Mas segundo a profissional, não é tarefa fácil cultivá-la diante deste diagnóstico, tampouco durante o tratamento. É importante frisar que os pacientes não devem, em hipótese alguma, se culpar por terem dificuldades em manter sentimentos positivos. “O processo de aceitação na maioria dos casos é lento, pois quando falamos em mudanças tão significativas que um tratamento oncológico causa do corpo da mulher, precisamos entender que ela necessita lidar com não apenas uma, mas várias alterações em pouco espaço de tempo”, explica. “Vão desde a perda do cabelo, todos os efeitos colaterais da quimioterapia, radioterapia e também a possibilidade de se sentirem mutiladas quando há necessidade e mastectomia unilateral, bilateral ou total”, pondera.

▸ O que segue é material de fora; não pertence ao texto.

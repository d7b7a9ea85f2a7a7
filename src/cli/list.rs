use std::{fmt, path::PathBuf};

use anyhow::Context;
use clap::{Parser, ValueEnum};
use studyspot::{Building, Status, Store};
use tracing::instrument;

use super::terminal::{self, Colorize};

/// Command arguments for `spot list`.
#[derive(Debug, Default, Parser)]
#[command(about = "List campus buildings with their current status")]
pub struct List {
    /// Output format (default: table).
    #[arg(long, value_enum, default_value_t)]
    output: OutputFormat,

    /// Show only buildings that currently have plenty of space.
    #[arg(long)]
    available: bool,

    /// Suppress headers and format rows for scripting.
    #[arg(long)]
    quiet: bool,
}

/// Supported output formats.
#[derive(Copy, Clone, Debug, Eq, PartialEq, ValueEnum, Default)]
pub enum OutputFormat {
    #[default]
    Table,
    Json,
}

impl fmt::Display for OutputFormat {
    fn fmt(&self, f: &mut fmt::Formatter<'_>) -> fmt::Result {
        f.write_str(match self {
            Self::Table => "table",
            Self::Json => "json",
        })
    }
}

impl List {
    #[instrument(level = "debug", skip(self))]
    pub fn run(self, root: PathBuf) -> anyhow::Result<()> {
        let store = Store::open(root)?;

        let buildings: Vec<&Building> = store
            .snapshot()
            .buildings()
            .iter()
            .filter(|building| !self.available || building.status() == Status::Green)
            .collect();

        match self.output {
            OutputFormat::Table => {
                render_table(&buildings, &store.config().campus, self.quiet);
                Ok(())
            }
            OutputFormat::Json => render_json(&buildings),
        }
    }
}

fn render_table(buildings: &[&Building], campus: &str, quiet: bool) {
    if quiet {
        for building in buildings {
            let rollup = building.rollup();
            println!(
                "{}\t{}\t{}",
                building.id(),
                rollup.percentage,
                building.status()
            );
        }
        return;
    }

    if buildings.is_empty() {
        println!("No buildings to show.");
        return;
    }

    if terminal::is_narrow() {
        println!("{campus}");
        for building in buildings {
            let rollup = building.rollup();
            println!(
                "{} {} ({}%)",
                terminal::paint(building.status(), "●"),
                building.name(),
                rollup.percentage
            );
        }
        return;
    }

    let headers = ["ID", "NAME", "ROOMS", "FULL", "OCC/CAP", "CLOSES"];
    let mut data: Vec<(Vec<String>, Status)> = Vec::new();

    for building in buildings {
        let rollup = building.rollup();
        data.push((
            vec![
                building.id().to_string(),
                building.name().to_string(),
                building.rooms().len().to_string(),
                format!("{}%", rollup.percentage),
                format!("{}/{}", rollup.occupied, rollup.capacity),
                building.open_until().to_string(),
            ],
            rollup.status,
        ));
    }

    // Determine column widths for alignment.
    let widths = headers
        .iter()
        .enumerate()
        .map(|(idx, header)| {
            data.iter()
                .map(|(row, _)| row[idx].len())
                .max()
                .unwrap_or(0)
                .max(header.len())
        })
        .collect::<Vec<_>>();

    println!("{campus}");
    println!();

    for (header, width) in headers.iter().zip(&widths) {
        print!("{header:<width$}  ");
    }
    println!("STATUS");

    for width in &widths {
        print!("{:-<width$}  ", "");
    }
    println!("------");

    for (row, status) in data {
        for (idx, value) in row.iter().enumerate() {
            let width = widths[idx];
            print!("{value:<width$}  ");
        }
        println!("{}", terminal::paint(status, status.label()));
    }

    println!();
    println!(
        "{}",
        format!("{} buildings. Run 'spot show <id>' to see rooms.", buildings.len()).dim()
    );
}

fn render_json(buildings: &[&Building]) -> anyhow::Result<()> {
    let rows: Vec<serde_json::Value> = buildings
        .iter()
        .map(|building| {
            let rollup = building.rollup();
            serde_json::json!({
                "id": building.id().as_str(),
                "name": building.name(),
                "description": building.description(),
                "open_until": building.open_until(),
                "status": building.status(),
                "percentage": rollup.percentage,
                "occupied": rollup.occupied,
                "capacity": rollup.capacity,
                "rooms": building.rooms().len(),
            })
        })
        .collect();

    serde_json::to_writer_pretty(std::io::stdout(), &rows)
        .context("failed to render json output")?;
    println!();
    Ok(())
}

Karen Mattiello Rovella, psicóloga

Conforme Karen, cada mulher tem suas próprias ferramentas para conseguir adaptar-se às adversidades que ocorrem. “Esse ‘tempo interno’ é diferente do tempo cronológico, do relógio. É imprescindível que possamos compreender isso e também respeitar o nosso tempo, elaborando todas estas mudanças sem pressa, se olhar com carinho, se acolher, e buscar ajuda quando se percebe não conseguir enfrentar sozinhas este momento”, observa.

Outro ponto fundamental para a recuperação dos pacientes que estão em tratamento contra o câncer de mama é, sem dúvida, o acolhimento. Não só o familiar e do círculo social mais próximo, mas de médicos, enfermeiros e demais envolvidos diretamente no processo de cura. “Durante o tratamento oncológico percebemos a ‘dor total’, ou seja, não é apenas o adoecimento do corpo físico que ocorre, mas também o psicológico, social e espiritual. Há a perda da fé, muitas vezes o diagnóstico de depressão e também o afastamento das atividades laborativas. O acompanhamento psicológico, neste momento, tem como principal objetivo oferecer um espaço de acolhimento e escuta para a partir disso está mulher possa se sentir capaz e preparada para ressignificar sua vida, sua existência”, garante.

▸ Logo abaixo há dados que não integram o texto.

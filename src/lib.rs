//! Campus Study-Space Occupancy
//!
//! Buildings and their rooms form an in-memory snapshot that is persisted as
//! a versioned JSON document.

pub mod domain;
pub use domain::{
    classify, Building, CampusStats, Config, Marker, ReportError, Room, Snapshot, SpaceId, Status,
};

/// Filesystem persistence for occupancy snapshots.
pub mod storage;
pub use storage::{SnapshotDocument, Store};
use std::path::PathBuf;

use chrono::Utc;
use clap::Parser;
use studyspot::{Building, SpaceId, Store};
use tracing::instrument;

use super::terminal::{self, Colorize};

#[derive(Debug, Parser)]
#[command(about = "Display a building's rooms and their occupancy")]
pub struct Show {
    /// The identifier of the building to display
    #[clap(value_parser = super::parse_space_id)]
    building: SpaceId,

    /// Output format
    #[arg(long, value_name = "FORMAT", default_value = "pretty")]
    output: OutputFormat,
}

#[derive(Debug, Clone, Copy, Default, clap::ValueEnum)]
enum OutputFormat {
    #[default]
    Pretty,
    Json,
}

impl Show {
    #[instrument(level = "debug", skip(self))]
    pub fn run(self, root: PathBuf) -> anyhow::Result<()> {
        let store = Store::open(root)?;

        // Find the building
        let Some(building) = store.snapshot().building(&self.building) else {
            eprintln!("Building {} not found", self.building);
            std::process::exit(1);
        };

        match self.output {
            OutputFormat::Pretty => output_pretty(building),
            OutputFormat::Json => output_json(building)?,
        }

        Ok(())
    }
}

fn output_pretty(building: &Building) {
    let rollup = building.rollup();

    // Header
    println!("# {} ({})", building.name(), building.id());
    println!("{}\n", building.description().dim());

    println!(
        "Status: {} ({}% full, {}/{} seats taken)",
        terminal::paint(rollup.status, rollup.status.label()),
        rollup.percentage,
        rollup.occupied,
        rollup.capacity
    );
    println!("Hours:  Open until {}", building.open_until());

    // Rooms
    println!("\n{}", "Rooms".dim());
    let now = Utc::now();
    for room in building.rooms() {
        println!(
            "  {} {} ({}, floor {})",
            terminal::status_dot(room.status()),
            room.name(),
            room.id(),
            room.floor()
        );
        println!(
            "    {}/{} seats ({}%), updated {}",
            room.occupied(),
            room.capacity(),
            room.percentage(),
            terminal::format_relative(room.last_updated(), now)
        );
        if !room.amenities().is_empty() {
            let amenities: Vec<_> = room.amenities().iter().map(String::as_str).collect();
            println!("    {}", amenities.join(", ").dim());
        }
    }
}

fn output_json(building: &Building) -> anyhow::Result<()> {
    use serde_json::json;

    let rollup = building.rollup();
    let rooms: Vec<_> = building
        .rooms()
        .iter()
        .map(|room| {
            json!({
                "id": room.id().to_string(),
                "name": room.name(),
                "floor": room.floor(),
                "capacity": room.capacity(),
                "occupied": room.occupied(),
                "percentage": room.percentage(),
                "status": room.status(),
                "amenities": room.amenities(),
                "last_updated": room.last_updated().to_rfc3339(),
            })
        })
        .collect();

    let output = json!({
        "id": building.id().to_string(),
        "name": building.name(),
        "description": building.description(),
        "open_until": building.open_until(),
        "status": rollup.status,
        "percentage": rollup.percentage,
        "occupied": rollup.occupied,
        "capacity": rollup.capacity,
        "rooms": rooms,
    });

    println!("{}", serde_json::to_string_pretty(&output)?);
    Ok(())
}
//! Transaction management for the finance tracker.
//!
//! This module contains everything related to transactions:
//! - The `Transaction` model and `TransactionBuilder` for creating transactions
//! - Database functions for storing, querying, and managing transactions
//! - View handlers for transaction-related web pages and the JSON API

mod core;
mod create_endpoint;
mod delete_endpoint;
mod edit_endpoint;
mod edit_page;
mod form;
mod list_endpoint;
mod new_page;
mod transactions_page;

pub use core::{
    Transaction, TransactionBuilder, TransactionFilter, TransactionId, TransactionKind,
    TransactionListEntry, count_transactions, create_transaction_table,
    get_transaction_list_entries,
};
pub use create_endpoint::create_transaction_endpoint;
pub use delete_endpoint::delete_transaction_endpoint;
pub use edit_endpoint::update_transaction_endpoint;
pub use edit_page::get_edit_transaction_page;
pub use list_endpoint::get_transactions_endpoint;
pub use new_page::get_new_transaction_page;
pub use transactions_page::get_transactions_page;

#[cfg(test)]
pub use core::{
    create_transaction, delete_transaction, get_transaction, get_transactions, update_transaction,
};
//! This file defines the `Category` type, the types needed to create a category
//! and the API routes for the category type.
//! A category partitions transactions within a kind (income or expense).

use std::{
    fmt::Display,
    str::FromStr,
    sync::{Arc, Mutex},
};

use axum::{
    Form,
    extract::{FromRef, Path, State},
    http::StatusCode,
    response::{IntoResponse, Response},
};
use axum_htmx::HxRedirect;
use maud::{Markup, html};
use rusqlite::{Connection, Row};
use serde::{Deserialize, Serialize};

use crate::{
    AppState, Error,
    alert::Alert,
    endpoints,
    html::{
        BUTTON_DELETE_STYLE, BUTTON_PRIMARY_STYLE, CATEGORY_BADGE_STYLE, FORM_CONTAINER_STYLE,
        FORM_LABEL_STYLE, FORM_RADIO_GROUP_STYLE, FORM_RADIO_INPUT_STYLE, FORM_RADIO_LABEL_STYLE,
        FORM_TEXT_INPUT_STYLE, LINK_STYLE, PAGE_CONTAINER_STYLE, TABLE_CELL_STYLE,
        TABLE_HEADER_STYLE, TABLE_ROW_STYLE, base,
    },
    navigation::NavBar,
    transaction::TransactionKind,
};

/// The name of a category.
#[derive(Clone, Debug, PartialEq, Eq, Serialize, Deserialize, Hash)]
pub struct CategoryName(String);

impl CategoryName {
    /// Create a category name.
    ///
    /// # Errors
    ///
    /// This function will return an [Error::EmptyCategoryName] if `name` is an empty string.
    pub fn new(name: &str) -> Result<Self, Error> {
        let name = name.trim();

        if name.is_empty() {
            Err(Error::EmptyCategoryName)
        } else {
            Ok(Self(name.to_string()))
        }
    }

    /// Create a category name without validation.
    ///
    /// The caller should ensure that the string is not empty.
    ///
    /// This function has `_unchecked` in the name but is not `unsafe`, because if the non-empty invariant is violated it will cause incorrect behaviour but not affect memory safety.
    pub fn new_unchecked(name: &str) -> Self {
        Self(name.to_string())
    }
}

impl AsRef<str> for CategoryName {
    fn as_ref(&self) -> &str {
        &self.0
    }
}

impl FromStr for CategoryName {
    type Err = Error;

    fn from_str(s: &str) -> Result<Self, Self::Err> {
        CategoryName::new(s)
    }
}

impl Display for CategoryName {
    fn fmt(&self, f: &mut std::fmt::Formatter<'_>) -> std::fmt::Result {
        write!(f, "{}", self.0)
    }
}

/// Alias for the integer type used for category database IDs.
pub type CategoryId = i64;

/// A category for grouping transactions within a kind, e.g., 'Groceries',
/// 'Eating Out' for expenses or 'Wages' for income.
#[derive(Debug, Clone, PartialEq, Eq, Serialize, Deserialize, Hash)]
pub struct Category {
    /// The ID of the category.
    pub id: CategoryId,

    /// The name of the category.
    pub name: CategoryName,

    /// The transaction kind this category applies to.
    pub kind: TransactionKind,
}
//! Filesystem-backed storage for receipt images.
//!
//! Receipts live in a single bucket directory under the store root. Objects
//! are keyed by the MD5 digest of their content, so re-uploading the same
//! image is a no-op, and the files are served over HTTP from the bucket
//! directory by the router.

use std::{fs, path::PathBuf};

use crate::{Error, endpoints};

/// The name of the bucket that holds receipt images.
pub const RECEIPT_BUCKET: &str = "transaction-receipts";

/// The maximum accepted receipt size in bytes (3 MB).
const MAX_OBJECT_BYTES: usize = 3_000_000;

/// Accepted receipt content types and the file extension stored for each.
const ALLOWED_IMAGE_TYPES: [(&str, &str); 4] = [
    ("image/jpeg", "jpg"),
    ("image/jpg", "jpg"),
    ("image/png", "png"),
    ("image/webp", "webp"),
];

/// Stores receipt images on the local filesystem.
#[derive(Debug, Clone)]
pub struct ReceiptStore {
    root: PathBuf,
}

impl ReceiptStore {
    /// Create a receipt store rooted at `root`.
    ///
    /// The bucket directory is not created until [ReceiptStore::ensure_bucket]
    /// is called.
    pub fn new(root: impl Into<PathBuf>) -> Self {
        Self { root: root.into() }
    }

    /// The path of the bucket directory that holds the receipt objects.
    pub fn bucket_path(&self) -> PathBuf {
        self.root.join(RECEIPT_BUCKET)
    }

    /// Whether the receipt bucket exists.
    pub fn bucket_exists(&self) -> bool {
        self.bucket_path().is_dir()
    }

    /// Create the receipt bucket if it does not already exist.
    ///
    /// An existing bucket is success, not an error, so this is safe to call
    /// on every startup.
    ///
    /// # Errors
    /// Returns [Error::StorageError] if the directory cannot be created.
    pub fn ensure_bucket(&self) -> Result<(), Error> {
        if self.bucket_exists() {
            tracing::debug!("Bucket '{RECEIPT_BUCKET}' already exists");
            return Ok(());
        }

        fs::create_dir_all(self.bucket_path()).map_err(|error| {
            Error::StorageError(format!("could not create bucket '{RECEIPT_BUCKET}': {error}"))
        })?;

        tracing::info!("Created bucket '{RECEIPT_BUCKET}'");

        Ok(())
    }

    /// Store a receipt image and return the URL it will be served from.
    ///
    /// The object key is the MD5 hex digest of the content, so storing the
    /// same bytes twice returns the same URL without rewriting the file.
    ///
    /// # Errors
    /// This function will return a:
    /// - [Error::UnsupportedReceiptType] if `content_type` is not an accepted image type,
    /// - [Error::ReceiptTooLarge] if `bytes` exceeds the size limit,
    /// - or [Error::StorageError] if the object cannot be written.
    pub fn put_object(&self, content_type: &str, bytes: &[u8]) -> Result<String, Error> {
        let (_, extension) = ALLOWED_IMAGE_TYPES
            .iter()
            .find(|(allowed_type, _)| *allowed_type == content_type)
            .ok_or_else(|| Error::UnsupportedReceiptType(content_type.to_owned()))?;

        if bytes.len() > MAX_OBJECT_BYTES {
            return Err(Error::ReceiptTooLarge(bytes.len()));
        }

        self.ensure_bucket()?;

        let key = format!("{:x}.{extension}", md5::compute(bytes));
        let object_path = self.bucket_path().join(&key);

        if !object_path.exists() {
            fs::write(&object_path, bytes).map_err(|error| {
                Error::StorageError(format!("could not write object '{key}': {error}"))
            })?;
        }

        Ok(format!("{}/{key}", endpoints::RECEIPTS))
    }

    /// Delete the object behind a receipt URL.
    ///
    /// A URL whose backing file is already gone is not an error, so callers
    /// can delete transactions without checking the receipt first.
    ///
    /// # Errors
    /// Returns [Error::StorageError] if `url` does not point into the bucket
    /// or the file cannot be removed.
    pub fn delete_object(&self, url: &str) -> Result<(), Error> {
        let key = url
            .strip_prefix(&format!("{}/", endpoints::RECEIPTS))
            .filter(|key| !key.contains('/') && !key.contains(".."))
            .ok_or_else(|| {
                Error::StorageError(format!("'{url}' is not a receipt URL in the bucket"))
            })?;

        let object_path = self.bucket_path().join(key);

        if !object_path.exists() {
            tracing::debug!("Receipt object '{key}' already deleted");
            return Ok(());
        }

        fs::remove_file(&object_path).map_err(|error| {
            Error::StorageError(format!("could not delete object '{key}': {error}"))
        })
    }
}

#[cfg(test)]
mod tests {
    use crate::Error;

    use super::{MAX_OBJECT_BYTES, RECEIPT_BUCKET, ReceiptStore};

    fn get_test_store() -> (tempfile::TempDir, ReceiptStore) {
        let dir = tempfile::tempdir().expect("Could not create temporary directory");
        let store = ReceiptStore::new(dir.path());
        (dir, store)
    }

    #[test]
    fn ensure_bucket_creates_directory() {
        let (_dir, store) = get_test_store();
        assert!(!store.bucket_exists());

        store.ensure_bucket().expect("Could not create bucket");

        assert!(store.bucket_exists());
        assert!(store.bucket_path().ends_with(RECEIPT_BUCKET));
    }

    #[test]
    fn ensure_bucket_is_idempotent() {
        let (_dir, store) = get_test_store();

        store.ensure_bucket().expect("Could not create bucket");
        store
            .ensure_bucket()
            .expect("An existing bucket should be treated as success");
    }

    #[test]
    fn put_object_stores_bytes_and_returns_url() {
        let (_dir, store) = get_test_store();
        let bytes = b"fake jpeg bytes";

        let url = store
            .put_object("image/jpeg", bytes)
            .expect("Could not store object");

        assert!(url.starts_with("/receipts/"));
        assert!(url.ends_with(".jpg"));

        let key = url.strip_prefix("/receipts/").unwrap();
        let stored = std::fs::read(store.bucket_path().join(key)).unwrap();
        assert_eq!(stored, bytes);
    }

    #[test]
    fn put_object_is_idempotent_for_identical_content() {
        let (_dir, store) = get_test_store();
        let bytes = b"fake png bytes";

        let first_url = store.put_object("image/png", bytes).unwrap();
        let second_url = store.put_object("image/png", bytes).unwrap();

        assert_eq!(first_url, second_url);
    }

    #[test]
    fn put_object_rejects_unsupported_content_type() {
        let (_dir, store) = get_test_store();

        let result = store.put_object("application/pdf", b"%PDF-1.4");

        assert_eq!(
            result,
            Err(Error::UnsupportedReceiptType("application/pdf".to_owned()))
        );
    }

    #[test]
    fn put_object_rejects_oversized_objects() {
        let (_dir, store) = get_test_store();
        let bytes = vec![0u8; MAX_OBJECT_BYTES + 1];

        let result = store.put_object("image/jpeg", &bytes);

        assert_eq!(result, Err(Error::ReceiptTooLarge(bytes.len())));
    }

    #[test]
    fn delete_object_removes_file() {
        let (_dir, store) = get_test_store();
        let url = store.put_object("image/webp", b"webp bytes").unwrap();

        store.delete_object(&url).expect("Could not delete object");

        let key = url.strip_prefix("/receipts/").unwrap();
        assert!(!store.bucket_path().join(key).exists());
    }

    #[test]
    fn delete_object_tolerates_missing_file() {
        let (_dir, store) = get_test_store();
        store.ensure_bucket().unwrap();

        store
            .delete_object("/receipts/0123456789abcdef.jpg")
            .expect("A missing object should not be an error");
    }

    #[test]
    fn delete_object_rejects_urls_outside_the_bucket() {
        let (_dir, store) = get_test_store();

        let result = store.delete_object("/etc/passwd");

        assert!(matches!(result, Err(Error::StorageError(_))));
    }
}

Entre as dicas apresentadas, Karen aconselha que as pacientes compreendam que, apesar da situação, elas continuam sendo mulheres, com suas qualidades e personalidades. “O câncer é apenas uma fase da sua vida, ele não define você, mas pode auxiliá-la a olhar a vida de um ângulo diferente, e quem sabe mais especial? Pois através desta vivência você tem a possibilidade de se redescobrir como uma nova mulher”, afirma.